Laughter is said to be the best medicine, and perhaps no one is a bigger believer in that than Rick Dowling. Humor has helped his family deal with the ups and the downs of living with a child—their only child, Sam—who has autism.

Dowling, who earned a UA degree in broadcast and film communication in 1985, is part of the Tuscaloosa Comedy Group, made up of stand-up comedians who include fellow Alabama graduates Brad Fisher, ’75; John Poole, ’96; and Max Karrh, ’97.

“My involvement began in 2007,” Dowling said. “I did an event called Stand-Up for Autism.” It was in support of a Tuscaloosa-based nonprofit—Arts ’n Autism—that his wife, Suzanne, ’81, cofounded, which provides an after-school and summer program for kids and young adults with this developmental disorder. “They presented the idea to me, saying, ‘You’re a funny guy; why don’t you get up on stage and tell jokes?’” Dowling said.

Seven years later, the jokes are still flowing as he helps people laugh through some of life’s greatest daily challenges.

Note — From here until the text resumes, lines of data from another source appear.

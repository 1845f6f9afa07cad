//! Pose Synchronizer
//!
//! Owns one [`VisualObject`] per anchor: the primary on the first anchor and
//! replicas on the others. Each object has two poses:
//!
//! - `frame`: the stabilized anchor frame, driven by smoothing of the raw
//!   tracked pose while the anchor is visible and frozen otherwise;
//! - `local`: the user-edited pose inside that frame, kept identical across
//!   all objects by replaying every edit on the primary and then on each
//!   replica.
//!
//! Auto-spin is the one exception to parity: it only turns tracked objects,
//! so a frozen object falls behind the shared pose while its target is lost
//! and is brought back to it on the next sighting.

use bevy_math::{Quat, Vec3};
use tracing::{debug, trace};

use crate::anchor::{AnchorId, TrackingState};
use crate::command::PoseEditCommand;
use crate::config::ScaleLimits;
use crate::pose::{Axis, Pose};
use crate::smoothing::{SmoothingFactor, SmoothingState};

/// A renderable instance of the model attached to one anchor
#[derive(Debug, Clone)]
pub struct VisualObject {
    anchor: AnchorId,
    /// User-edited pose relative to the stabilized anchor frame
    pub local: Pose,
    frame: Pose,
    smoothing: SmoothingState,
    state: TrackingState,
    /// Set once the frame has been placed at a real tracked pose
    placed: bool,
}

impl VisualObject {
    pub fn new(anchor: AnchorId, local: Pose) -> Self {
        Self {
            anchor,
            local,
            frame: Pose::IDENTITY,
            smoothing: SmoothingState::default(),
            state: TrackingState::Frozen,
            placed: false,
        }
    }

    pub fn anchor(&self) -> AnchorId {
        self.anchor
    }

    pub fn state(&self) -> TrackingState {
        self.state
    }

    /// Stabilized anchor frame in camera/world space
    pub fn frame(&self) -> &Pose {
        &self.frame
    }

    pub fn smoothing(&self) -> &SmoothingState {
        &self.smoothing
    }

    /// Whether the anchor has ever been seen
    pub fn is_placed(&self) -> bool {
        self.placed
    }

    /// Pose in camera/world space: stabilized frame composed with the local pose
    pub fn world_pose(&self) -> Pose {
        self.frame.mul_pose(&self.local)
    }

    pub fn set_state(&mut self, state: TrackingState) {
        self.state = state;
    }

    /// Smooth the anchor frame toward the raw tracked pose.
    ///
    /// No-op while frozen. The first sighting places the frame directly; after
    /// that the frame only moves by filter steps, so it never jumps while the
    /// anchor stays visible.
    pub fn smooth(&mut self, raw_translation: Vec3, raw_rotation: Quat, factor: SmoothingFactor) {
        if self.state == TrackingState::Frozen {
            return;
        }
        if !self.placed {
            self.frame = Pose::from_translation(raw_translation).with_rotation(raw_rotation);
            self.smoothing = SmoothingState::seeded(&self.frame);
            self.placed = true;
            return;
        }
        self.smoothing.step(&mut self.frame, raw_translation, raw_rotation, factor);
    }
}

/// Apply `command` to `primary`, then to every replica in order
pub fn apply_edit(
    command: &PoseEditCommand,
    primary: &mut VisualObject,
    replicas: &mut [VisualObject],
    defaults: &Pose,
    limits: &ScaleLimits,
) {
    command.apply(&mut primary.local, defaults, limits);
    for replica in replicas.iter_mut() {
        command.apply(&mut replica.local, defaults, limits);
    }
}

/// Put `object` back at the configured default pose
pub fn reset(object: &mut VisualObject, defaults: &Pose) {
    object.local = *defaults;
}

/// Stabilizes tracked poses and keeps every instance of the model in parity
#[derive(Debug, Clone)]
pub struct PoseSynchronizer {
    primary: VisualObject,
    replicas: Vec<VisualObject>,
    /// Local pose every tracked object agrees on
    shared: Pose,
    factor: SmoothingFactor,
    defaults: Pose,
    limits: ScaleLimits,
}

impl PoseSynchronizer {
    pub fn new(
        primary: AnchorId,
        replicas: impl IntoIterator<Item = AnchorId>,
        defaults: Pose,
        factor: SmoothingFactor,
        limits: ScaleLimits,
    ) -> Self {
        let primary = VisualObject::new(primary, defaults);
        let replicas: Vec<_> = replicas
            .into_iter()
            .map(|a| VisualObject::new(a, defaults))
            .collect();
        debug!(replicas = replicas.len(), "Created pose synchronizer");
        Self {
            primary,
            replicas,
            shared: defaults,
            factor,
            defaults,
            limits,
        }
    }

    pub fn primary(&self) -> &VisualObject {
        &self.primary
    }

    pub fn replicas(&self) -> &[VisualObject] {
        &self.replicas
    }

    /// Primary first, then replicas in anchor order
    pub fn objects(&self) -> impl Iterator<Item = &VisualObject> {
        std::iter::once(&self.primary).chain(self.replicas.iter())
    }

    fn objects_mut(&mut self) -> impl Iterator<Item = &mut VisualObject> {
        std::iter::once(&mut self.primary).chain(self.replicas.iter_mut())
    }

    pub fn len(&self) -> usize {
        1 + self.replicas.len()
    }

    pub fn object_for(&self, anchor: AnchorId) -> Option<&VisualObject> {
        self.objects().find(|o| o.anchor == anchor)
    }

    /// The edited local pose, as shown by every tracked object
    pub fn shared(&self) -> &Pose {
        &self.shared
    }

    /// Change the tracking state of the objects on `anchor`. An object that
    /// comes back into view picks up the shared pose it missed while frozen.
    pub fn set_tracking_state(&mut self, anchor: AnchorId, state: TrackingState) {
        let shared = self.shared;
        for object in self.objects_mut().filter(|o| o.anchor == anchor) {
            if state == TrackingState::Tracked && object.state == TrackingState::Frozen {
                object.local = shared;
            }
            object.set_state(state);
        }
    }

    /// Per-frame smoothing step for the objects on `anchor`
    pub fn smooth_frame(&mut self, anchor: AnchorId, raw: &Pose) {
        let factor = self.factor;
        for object in self.objects_mut().filter(|o| o.anchor == anchor) {
            object.smooth(raw.translation, raw.rotation, factor);
        }
        trace!(%anchor, "Smoothed anchor frame");
    }

    pub fn apply_edit(&mut self, command: &PoseEditCommand) {
        command.apply(&mut self.shared, &self.defaults, &self.limits);
        apply_edit(command, &mut self.primary, &mut self.replicas, &self.defaults, &self.limits);
        debug!(?command, local = ?self.shared, "Applied pose edit");
    }

    /// Auto-spin step: yaw the shared pose and every tracked object by
    /// `angle` radians. Frozen objects keep their pose. Returns false when
    /// nothing is tracked.
    pub fn spin(&mut self, angle: f32) -> bool {
        if !self.objects().any(|o| o.state == TrackingState::Tracked) {
            return false;
        }
        let command = PoseEditCommand::Rotate { axis: Axis::Y, angle };
        command.apply(&mut self.shared, &self.defaults, &self.limits);
        let (defaults, limits) = (self.defaults, self.limits);
        for object in self.objects_mut().filter(|o| o.state == TrackingState::Tracked) {
            command.apply(&mut object.local, &defaults, &limits);
        }
        true
    }

    pub fn reset(&mut self) {
        self.apply_edit(&PoseEditCommand::Reset);
    }

    /// Whether every tracked object shows the shared pose
    pub fn in_parity(&self) -> bool {
        self.objects()
            .filter(|o| o.state == TrackingState::Tracked)
            .all(|o| o.local == self.shared)
    }
}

“We do other charity events—hospice, and early intervention for children with disabilities,” Dowling said. “Humor helps you deal. I talk to the audience like I talk to friends. I don’t do jokes per se; I pull stories from my family—funny things that happen. It depends on the event as to whether the audience really gets it. For instance, when we do Stand-up for Autism, everyone there generally gets it because they are dealing with the same things. And most understand you are not laughing at the kids; you’re laughing at the funny things that happen to you, and they relate because they’re experiencing some of those moments as well.”

He was involved in theater and debate at Alabama’s Homewood High School, but never tried comedy until college, when he helped write, produce and act in short comedy bits for Kapstone Krazy, a campus-produced cable-access show. Dowling, the coordinator of faculty development in UA’s Faculty Resource Center, never dreamed these early performances would lead to co-writing and co-performing, along with Suzanne and their now 23-year-old son, Something About Sam. The trio goes in front of audiences and shares their experiences through stories and photographs, with Sam reading a favorite poem.

“I think you’re always nervous right before you perform, but it’s nothing compared to how scared we were when Sam got the diagnosis of autism at age 2. We were on the leading edge then. There was still so much unknown,” Dowling remembered.

For now, at least, he is content to keep his comedy fairly local, performing within the state. He sometimes fantasizes about life as a comic on a broader scale, but continues to savor each moment on stage. “When you get up and do a joke or tell a story and get a laugh, it’s just an awesome, great feeling,” he said. “I highly recommend it.”

Becky Hopf is a sportswriter, sports publicist and freelance writer based in Tuscaloosa, Ala.